WARSAW (Reuters) - Poland’s main opposition group, the center-right Civic Platform (PO), picked a party veteran known for building consensus on Saturday as its contender to unseat nationalist ally Andrzej Duda in a presidential election next year.
A former parliament speaker, Malgorzata Kidawa-Blonska, 62, is trailing Duda, 47, in opinion polls by a double-digit margin, but her party hopes she will be able to mobilize undecided voters at a time of deepening political polarization in Poland.
“It is not easy to be in the center in populist times,” said Grzegorz Schetyna, the leader of Civic Platform, ahead of the party vote.
Poland’s political landscape has shifted since the ruling Law and Justice (PiS) government came to power in 2015 after campaigning on a platform of generous welfare spending and nationalist rhetoric infused with Catholic piety.
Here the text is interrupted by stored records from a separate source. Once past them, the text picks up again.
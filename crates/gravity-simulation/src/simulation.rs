//! GPU-resident gravity simulation session
//!
//! Ties together the particle store, the mass registry, the update kernel and
//! the frame scheduler. One `tick` is one physics step.

use std::sync::mpsc::{Receiver, Sender};

use gravity_physics::{MassRegistry, ParticleAttributes, MAX_MASS_COUNT};
use rand::rngs::StdRng;
use rand::SeedableRng;

use crate::error::ResourceError;
use crate::interaction::{apply_commands, command_channel, MassCommand};
use crate::kernel::PhysicsKernel;
use crate::params::{PhysicsParams, SimulationConfig, Tunables};
use crate::scheduler::{FrameScheduler, SetIndex, Step};
use crate::store::ParticleStore;

/// What a completed tick did
#[derive(Clone, Copy, Debug, PartialEq, Eq)]
pub struct TickReport {
    pub step: Step,
    /// The store was recreated for a new particle count before stepping
    pub recreated: bool,
    /// Mass commands applied this tick
    pub commands_applied: usize,
}

#[derive(Clone, Copy, Debug, PartialEq, Eq)]
pub enum TickOutcome {
    Stepped(TickReport),
    /// The session was stopped; nothing was done
    Stopped,
}

pub struct GravitySimulation {
    device: wgpu::Device,
    queue: wgpu::Queue,

    store: ParticleStore,
    kernel: PhysicsKernel,
    registry: MassRegistry,
    scheduler: FrameScheduler,

    commands: Receiver<MassCommand>,
    command_sender: Sender<MassCommand>,

    config: SimulationConfig,
    rng: StdRng,
}

impl GravitySimulation {
    pub fn new(
        device: wgpu::Device,
        queue: wgpu::Queue,
        config: SimulationConfig,
    ) -> Result<Self, ResourceError> {
        log::info!("Initializing GravitySimulation...");

        if config.mass_count > MAX_MASS_COUNT {
            return Err(ResourceError::TooManyMasses {
                requested: config.mass_count,
                max: MAX_MASS_COUNT,
            });
        }

        let mut rng = match config.seed {
            Some(seed) => StdRng::seed_from_u64(seed),
            None => StdRng::from_os_rng(),
        };

        let store =
            ParticleStore::initialize(&device, &queue, config.tunables.num_particles, &mut rng)?;
        let registry = MassRegistry::initialize(
            config.mass_count,
            config.tunables.gravity_strength,
            config.mass_placement,
            &mut rng,
        );
        let kernel = PhysicsKernel::new(&device, &store);
        let (command_sender, commands) = command_channel();

        log::info!(
            "{} masses ({:?}), falloff {}",
            registry.len(),
            config.mass_placement,
            config.falloff
        );

        Ok(Self {
            device,
            queue,
            store,
            kernel,
            registry,
            scheduler: FrameScheduler::new(),
            commands,
            command_sender,
            config,
            rng,
        })
    }

    /// Run one physics step with a snapshot of `tunables`.
    ///
    /// A failed recreate leaves the previous store in place and does not step.
    pub fn tick(&mut self, tunables: &Tunables) -> Result<TickOutcome, ResourceError> {
        if !self.scheduler.is_running() {
            return Ok(TickOutcome::Stopped);
        }
        let snapshot = *tunables;

        let recreated = snapshot.num_particles != self.store.count();
        if recreated {
            self.store.recreate(
                &self.device,
                &self.queue,
                snapshot.num_particles,
                &mut self.rng,
            )?;
            self.kernel.rebind(&self.device, &self.store);
        }

        let commands_applied = apply_commands(&mut self.registry, &self.commands);
        self.registry.set_strength(snapshot.gravity_strength);

        let params = PhysicsParams::new(
            self.store.count(),
            &snapshot,
            self.registry.len(),
            self.config.falloff,
            self.config.softening,
        );
        self.kernel.upload(&self.queue, &params, &self.registry)?;

        let Some(step) = self.scheduler.begin_tick() else {
            return Ok(TickOutcome::Stopped);
        };

        let mut encoder = self
            .device
            .create_command_encoder(&wgpu::CommandEncoderDescriptor {
                label: Some("Simulation Encoder"),
            });
        self.kernel
            .encode(&mut encoder, step.source, self.store.count());
        self.queue.submit(std::iter::once(encoder.finish()));

        self.scheduler.end_tick();

        Ok(TickOutcome::Stepped(TickReport {
            step,
            recreated,
            commands_applied,
        }))
    }

    /// Stop the session; observed by the next `tick`
    pub fn stop(&mut self) {
        log::info!("Stopping simulation after {} ticks", self.scheduler.ticks());
        self.scheduler.stop();
    }

    pub fn is_running(&self) -> bool {
        self.scheduler.is_running()
    }

    /// The set written by the last step, which is what should be drawn
    pub fn current(&self) -> SetIndex {
        self.scheduler.current()
    }

    pub fn ticks(&self) -> u64 {
        self.scheduler.ticks()
    }

    pub fn particle_count(&self) -> u32 {
        self.store.count()
    }

    pub fn store(&self) -> &ParticleStore {
        &self.store
    }

    pub fn registry(&self) -> &MassRegistry {
        &self.registry
    }

    pub fn config(&self) -> &SimulationConfig {
        &self.config
    }

    /// A new handle for queueing mass commands
    pub fn command_sender(&self) -> Sender<MassCommand> {
        self.command_sender.clone()
    }

    /// Read one buffer set back to the CPU (blocking)
    pub fn read_back(&self, index: SetIndex) -> Result<ParticleAttributes, ResourceError> {
        self.store.read_back(&self.device, &self.queue, index)
    }

    pub fn read_current(&self) -> Result<ParticleAttributes, ResourceError> {
        self.read_back(self.current())
    }
}
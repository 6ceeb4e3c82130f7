//! Attractor masses and the registry that owns them

use bytemuck::{Pod, Zeroable};
use glam::{Vec2, Vec3};
use rand::Rng;

use crate::constants::MAX_MASS_COUNT;

/// A point attractor: position plus strength
#[derive(Clone, Copy, Debug, PartialEq)]
pub struct Mass {
    pub position: Vec3,
    pub strength: f32,
}

impl Mass {
    pub fn new(position: Vec3, strength: f32) -> Self {
        Self { position, strength }
    }

    /// `(x, y, z, strength)` as laid out in the `Masses` uniform block
    pub fn to_packed(&self) -> PackedMass {
        PackedMass([
            self.position.x,
            self.position.y,
            self.position.z,
            self.strength,
        ])
    }

    pub fn xy(&self) -> Vec2 {
        self.position.truncate()
    }
}

/// One `vec4<f32>` entry of the `Masses` uniform block
#[repr(C)]
#[derive(Clone, Copy, Debug, Default, PartialEq, Pod, Zeroable)]
pub struct PackedMass(pub [f32; 4]);

/// Where masses are placed when the registry is created
#[derive(Clone, Copy, Debug, Default, PartialEq, Eq)]
pub enum MassPlacement {
    /// Random position in the full `[-1, 1]^3` cube
    #[default]
    Volume,
    /// Random x/y, z fixed at 0
    Plane,
}

/// Fixed, ordered set of masses.
///
/// The order is stable for the whole session: picking and the packed uniform
/// both address masses by index.
#[derive(Clone, Debug, PartialEq)]
pub struct MassRegistry {
    masses: Vec<Mass>,
}

impl MassRegistry {
    /// Create `count` masses at uniform random positions with the given strength.
    ///
    /// `count` is clamped to `1..=MAX_MASS_COUNT`; callers validate the
    /// configured value beforehand.
    pub fn initialize<R: Rng>(
        count: usize,
        strength: f32,
        placement: MassPlacement,
        rng: &mut R,
    ) -> Self {
        let count = count.clamp(1, MAX_MASS_COUNT);
        let masses = (0..count)
            .map(|_| {
                let x = rng.random_range(-1.0..=1.0);
                let y = rng.random_range(-1.0..=1.0);
                let z = match placement {
                    MassPlacement::Volume => rng.random_range(-1.0..=1.0),
                    MassPlacement::Plane => 0.0,
                };
                Mass::new(Vec3::new(x, y, z), strength)
            })
            .collect();

        Self { masses }
    }

    /// Build a registry from explicit masses (truncated to `MAX_MASS_COUNT`)
    pub fn from_masses(mut masses: Vec<Mass>) -> Self {
        masses.truncate(MAX_MASS_COUNT);
        Self { masses }
    }

    pub fn len(&self) -> usize {
        self.masses.len()
    }

    pub fn is_empty(&self) -> bool {
        self.masses.is_empty()
    }

    pub fn get(&self, index: usize) -> Option<&Mass> {
        self.masses.get(index)
    }

    pub fn iter(&self) -> impl Iterator<Item = &Mass> {
        self.masses.iter()
    }

    pub fn as_slice(&self) -> &[Mass] {
        &self.masses
    }

    /// Flat `len() × 4` floats in index order
    pub fn pack(&self) -> Vec<PackedMass> {
        self.masses.iter().map(Mass::to_packed).collect()
    }

    /// Overwrite x/y of one mass; z is kept.
    /// Returns false for an out-of-range index.
    pub fn set_position(&mut self, index: usize, x: f32, y: f32) -> bool {
        match self.masses.get_mut(index) {
            Some(mass) => {
                mass.position.x = x;
                mass.position.y = y;
                true
            }
            None => false,
        }
    }

    /// Apply one strength to every mass
    pub fn set_strength(&mut self, strength: f32) {
        for mass in &mut self.masses {
            mass.strength = strength;
        }
    }
}

#[cfg(test)]
mod tests {
    use super::*;
    use rand::rngs::StdRng;
    use rand::SeedableRng;

    #[test]
    fn initialize_places_masses_in_cube() {
        let mut rng = StdRng::seed_from_u64(11);
        let registry = MassRegistry::initialize(10, 0.5, MassPlacement::Volume, &mut rng);

        assert_eq!(registry.len(), 10);
        for mass in registry.iter() {
            assert!(mass.position.abs().max_element() <= 1.0);
            assert_eq!(mass.strength, 0.5);
        }
    }

    #[test]
    fn plane_placement_zeroes_z() {
        let mut rng = StdRng::seed_from_u64(5);
        let registry = MassRegistry::initialize(3, 1.0, MassPlacement::Plane, &mut rng);
        assert!(registry.iter().all(|m| m.position.z == 0.0));
    }

    #[test]
    fn count_is_clamped_to_block_capacity() {
        let mut rng = StdRng::seed_from_u64(0);
        assert_eq!(
            MassRegistry::initialize(100, 1.0, MassPlacement::Volume, &mut rng).len(),
            MAX_MASS_COUNT
        );
        assert_eq!(
            MassRegistry::initialize(0, 1.0, MassPlacement::Volume, &mut rng).len(),
            1
        );
    }

    #[test]
    fn pack_keeps_index_order() {
        let registry = MassRegistry::from_masses(vec![
            Mass::new(Vec3::new(0.1, 0.2, 0.3), 1.0),
            Mass::new(Vec3::new(-0.4, -0.5, -0.6), 2.0),
        ]);

        let packed = registry.pack();
        assert_eq!(packed.len(), 2);
        assert_eq!(packed[0].0, [0.1, 0.2, 0.3, 1.0]);
        assert_eq!(packed[1].0, [-0.4, -0.5, -0.6, 2.0]);

        let floats: &[f32] = bytemuck::cast_slice(&packed);
        assert_eq!(floats.len(), 8);
    }

    #[test]
    fn set_position_keeps_z_and_rejects_bad_index() {
        let mut registry =
            MassRegistry::from_masses(vec![Mass::new(Vec3::new(0.0, 0.0, 0.7), 1.0)]);

        assert!(registry.set_position(0, 0.25, -0.75));
        assert_eq!(registry.get(0).unwrap().position, Vec3::new(0.25, -0.75, 0.7));

        assert!(!registry.set_position(1, 0.0, 0.0));
        assert_eq!(registry.len(), 1);
    }

    #[test]
    fn strength_follows_gravity() {
        let mut rng = StdRng::seed_from_u64(9);
        let mut registry = MassRegistry::initialize(3, 0.1, MassPlacement::Volume, &mut rng);
        registry.set_strength(0.000_05);
        assert!(registry.pack().iter().all(|m| m.0[3] == 0.000_05));
    }
}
While campaigning for several elections since then, including a parliamentary vote in October and a local election last year, the opposition has struggled to formulate a strong message to wrest support away from the PiS.
Political analysts say Kidawa-Blonska’s advantage is that she appeals to centrist and conservative voters, and could also win over those who have not made a decision on who to back.
“She won’t convince core PiS supporters, but she has a chance to convince the undecided,” said Agnieszka Kwiatkowska, a sociologist at SWPS university.
Duda would win 46.2% of the vote, with Kidawa-Blonska trailing on 23.3%, according to a late-November poll by IBRiS for Polish daily Dziennik Gazeta Prawna and private radio RMF FM.
According to other polls, Wladyslaw Kosyniak-Kamysz from the agrarian Polish People’s Party (PSL) and independent Szymon Holownia, a Catholic journalist and TV presenter, would get single-digit support.
Two other parties, The Left and the right-wing Confederation group, have yet to announce their candidates.